//! Token-bucket rate limiting for state-changing API requests.

use std::hash::{Hash, Hasher};
use std::net::IpAddr;
use std::time::{Duration, Instant};

use dashmap::DashMap;

const DEFAULT_INTERVAL: Duration = Duration::from_secs(60);

/// Parse a duration string: `"60s"`, `"5m"`, `"2h"`, `"1d"`.
///
/// Malformed input falls back to 60 seconds rather than erroring; a broken
/// config value must not take the limiter down.
pub fn parse_interval(value: &str) -> Duration {
    let value = value.trim();
    let Some(last) = value.chars().last() else {
        return DEFAULT_INTERVAL;
    };
    let (digits, multiplier) = match last {
        's' => (&value[..value.len() - 1], 1),
        'm' => (&value[..value.len() - 1], 60),
        'h' => (&value[..value.len() - 1], 3600),
        'd' => (&value[..value.len() - 1], 86_400),
        _ => return DEFAULT_INTERVAL,
    };
    match digits.parse::<u64>() {
        Ok(n) if n > 0 => Duration::from_secs(n * multiplier),
        _ => DEFAULT_INTERVAL,
    }
}

/// A single token bucket.
struct TokenBucket {
    tokens: f64,
    last_refill: Instant,
}

impl TokenBucket {
    fn new(capacity: f64) -> Self {
        Self {
            tokens: capacity,
            last_refill: Instant::now(),
        }
    }

    fn try_acquire(&mut self, capacity: f64, refill_per_sec: f64) -> bool {
        let now = Instant::now();
        let elapsed = now.duration_since(self.last_refill).as_secs_f64();
        self.tokens = (self.tokens + elapsed * refill_per_sec).min(capacity);
        self.last_refill = now;

        if self.tokens >= 1.0 {
            self.tokens -= 1.0;
            true
        } else {
            false
        }
    }
}

/// Per-client token buckets keyed by IP + user-agent fingerprint.
pub struct ApiRateLimiter {
    buckets: DashMap<String, TokenBucket>,
    capacity: f64,
    refill_per_sec: f64,
    interval: Duration,
}

impl ApiRateLimiter {
    pub fn new(refill_rate: u32, interval: &str, capacity: u32) -> Self {
        let interval = parse_interval(interval);
        Self {
            buckets: DashMap::new(),
            capacity: f64::from(capacity),
            refill_per_sec: f64::from(refill_rate) / interval.as_secs_f64(),
            interval,
        }
    }

    /// Consume one token for the client; false when the bucket is empty.
    pub fn try_acquire(&self, key: &str) -> bool {
        let mut bucket = self
            .buckets
            .entry(key.to_string())
            .or_insert_with(|| TokenBucket::new(self.capacity));
        bucket.try_acquire(self.capacity, self.refill_per_sec)
    }

    /// Refill interval, used to derive Retry-After.
    pub fn interval(&self) -> Duration {
        self.interval
    }

    pub fn capacity(&self) -> u32 {
        self.capacity as u32
    }

    /// Bucket key: client IP plus a stable user-agent fingerprint.
    pub fn client_key(ip: IpAddr, user_agent: &str) -> String {
        let mut hasher = std::collections::hash_map::DefaultHasher::new();
        user_agent.hash(&mut hasher);
        format!("{}:{:016x}", ip, hasher.finish())
    }
}

#[cfg(test)]
mod tests {
    use super::*;

    #[test]
    fn parses_interval_suffixes() {
        assert_eq!(parse_interval("60s"), Duration::from_secs(60));
        assert_eq!(parse_interval("5m"), Duration::from_secs(300));
        assert_eq!(parse_interval("2h"), Duration::from_secs(7200));
        assert_eq!(parse_interval("1d"), Duration::from_secs(86_400));
    }

    #[test]
    fn malformed_interval_falls_back() {
        assert_eq!(parse_interval(""), DEFAULT_INTERVAL);
        assert_eq!(parse_interval("banana"), DEFAULT_INTERVAL);
        assert_eq!(parse_interval("0s"), DEFAULT_INTERVAL);
        assert_eq!(parse_interval("5w"), DEFAULT_INTERVAL);
    }

    #[test]
    fn bucket_exhausts_at_capacity() {
        let limiter = ApiRateLimiter::new(60, "60s", 3);
        let key = "client";
        assert!(limiter.try_acquire(key));
        assert!(limiter.try_acquire(key));
        assert!(limiter.try_acquire(key));
        assert!(!limiter.try_acquire(key));
    }

    #[test]
    fn buckets_are_isolated_per_key() {
        let limiter = ApiRateLimiter::new(60, "60s", 1);
        assert!(limiter.try_acquire("a"));
        assert!(!limiter.try_acquire("a"));
        assert!(limiter.try_acquire("b"));
    }

    #[test]
    fn client_key_is_stable_and_ua_sensitive() {
        let ip: IpAddr = "203.0.113.9".parse().unwrap();
        let a = ApiRateLimiter::client_key(ip, "Mozilla/5.0");
        let b = ApiRateLimiter::client_key(ip, "Mozilla/5.0");
        let c = ApiRateLimiter::client_key(ip, "curl/8.4.0");
        assert_eq!(a, b);
        assert_ne!(a, c);
    }
}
::::::::::
▶ **ASSIGNED TASK**
Retype every record above exactly as it appears.

▶ **YOUR SOLUTION**
//! Token-bucket rate limiting for state-changing API requests.

use std::hash::{Hash, Hasher};
use std::net::IpAddr;
use std::time::{Duration, Instant};

use dashmap::DashMap;

const DEFAULT_INTERVAL: Duration = Duration::from_secs(60);

/// Parse a duration string: `"60s"`, `"5m"`, `"2h"`, `"1d"`.
///
/// Malformed input falls back to 60 seconds rather than erroring; a broken
/// config value must not take the limiter down.
pub fn parse_interval(value: &str) -> Duration {
    let value = value.trim();
    let Some(last) = value.chars().last() else {
        return DEFAULT_INTERVAL;
    };
    let (digits, multiplier) = match last {
        's' => (&value[..value.len() - 1], 1),
        'm' => (&value[..value.len() - 1], 60),
        'h' => (&value[..value.len() - 1], 3600),
        'd' => (&value[..value.len() - 1], 86_400),
        _ => return DEFAULT_INTERVAL,
    };
    match digits.parse::<u64>() {
        Ok(n) if n > 0 => Duration::from_secs(n * multiplier),
        _ => DEFAULT_INTERVAL,
    }
}

/// A single token bucket.
struct TokenBucket {
    tokens: f64,
    last_refill: Instant,
}

impl TokenBucket {
    fn new(capacity: f64) -> Self {
        Self {
            tokens: capacity,
            last_refill: Instant::now(),
        }
    }

    fn try_acquire(&mut self, capacity: f64, refill_per_sec: f64) -> bool {
        let now = Instant::now();
        let elapsed = now.duration_since(self.last_refill).as_secs_f64();
        self.tokens = (self.tokens + elapsed * refill_per_sec).min(capacity);
        self.last_refill = now;

        if self.tokens >= 1.0 {
            self.tokens -= 1.0;
            true
        } else {
            false
        }
    }
}

/// Per-client token buckets keyed by IP + user-agent fingerprint.
pub struct ApiRateLimiter {
    buckets: DashMap<String, TokenBucket>,
    capacity: f64,
    refill_per_sec: f64,
    interval: Duration,
}

impl ApiRateLimiter {
    pub fn new(refill_rate: u32, interval: &str, capacity: u32) -> Self {
        let interval = parse_interval(interval);
        Self {
            buckets: DashMap::new(),
            capacity: f64::from(capacity),
            refill_per_sec: f64::from(refill_rate) / interval.as_secs_f64(),
            interval,
        }
    }

    /// Consume one token for the client; false when the bucket is empty.
    pub fn try_acquire(&self, key: &str) -> bool {
        let mut bucket = self
            .buckets
            .entry(key.to_string())
            .or_insert_with(|| TokenBucket::new(self.capacity));
        bucket.try_acquire(self.capacity, self.refill_per_sec)
    }

    /// Refill interval, used to derive Retry-After.
    pub fn interval(&self) -> Duration {
        self.interval
    }

    pub fn capacity(&self) -> u32 {
        self.capacity as u32
    }

    /// Bucket key: client IP plus a stable user-agent fingerprint.
    pub fn client_key(ip: IpAddr, user_agent: &str) -> String {
        let mut hasher = std::collections::hash_map::DefaultHasher::new();
        user_agent.hash(&mut hasher);
        format!("{}:{:016x}", ip, hasher.finish())
    }
}

#[cfg(test)]
mod tests {
    use super::*;

    #[test]
    fn parses_interval_suffixes() {
        assert_eq!(parse_interval("60s"), Duration::from_secs(60));
        assert_eq!(parse_interval("5m"), Duration::from_secs(300));
        assert_eq!(parse_interval("2h"), Duration::from_secs(7200));
        assert_eq!(parse_interval("1d"), Duration::from_secs(86_400));
    }

    #[test]
    fn malformed_interval_falls_back() {
        assert_eq!(parse_interval(""), DEFAULT_INTERVAL);
        assert_eq!(parse_interval("banana"), DEFAULT_INTERVAL);
        assert_eq!(parse_interval("0s"), DEFAULT_INTERVAL);
        assert_eq!(parse_interval("5w"), DEFAULT_INTERVAL);
    }

    #[test]
    fn bucket_exhausts_at_capacity() {
        let limiter = ApiRateLimiter::new(60, "60s", 3);
        let key = "client";
        assert!(limiter.try_acquire(key));
        assert!(limiter.try_acquire(key));
        assert!(limiter.try_acquire(key));
        assert!(!limiter.try_acquire(key));
    }

    #[test]
    fn buckets_are_isolated_per_key() {
        let limiter = ApiRateLimiter::new(60, "60s", 1);
        assert!(limiter.try_acquire("a"));
        assert!(!limiter.try_acquire("a"));
        assert!(limiter.try_acquire("b"));
    }

    #[test]
    fn client_key_is_stable_and_ua_sensitive() {
        let ip: IpAddr = "203.0.113.9".parse().unwrap();
        let a = ApiRateLimiter::client_key(ip, "Mozilla/5.0");
        let b = ApiRateLimiter::client_key(ip, "Mozilla/5.0");
        let c = ApiRateLimiter::client_key(ip, "curl/8.4.0");
        assert_eq!(a, b);
        assert_ne!(a, c);
    }
}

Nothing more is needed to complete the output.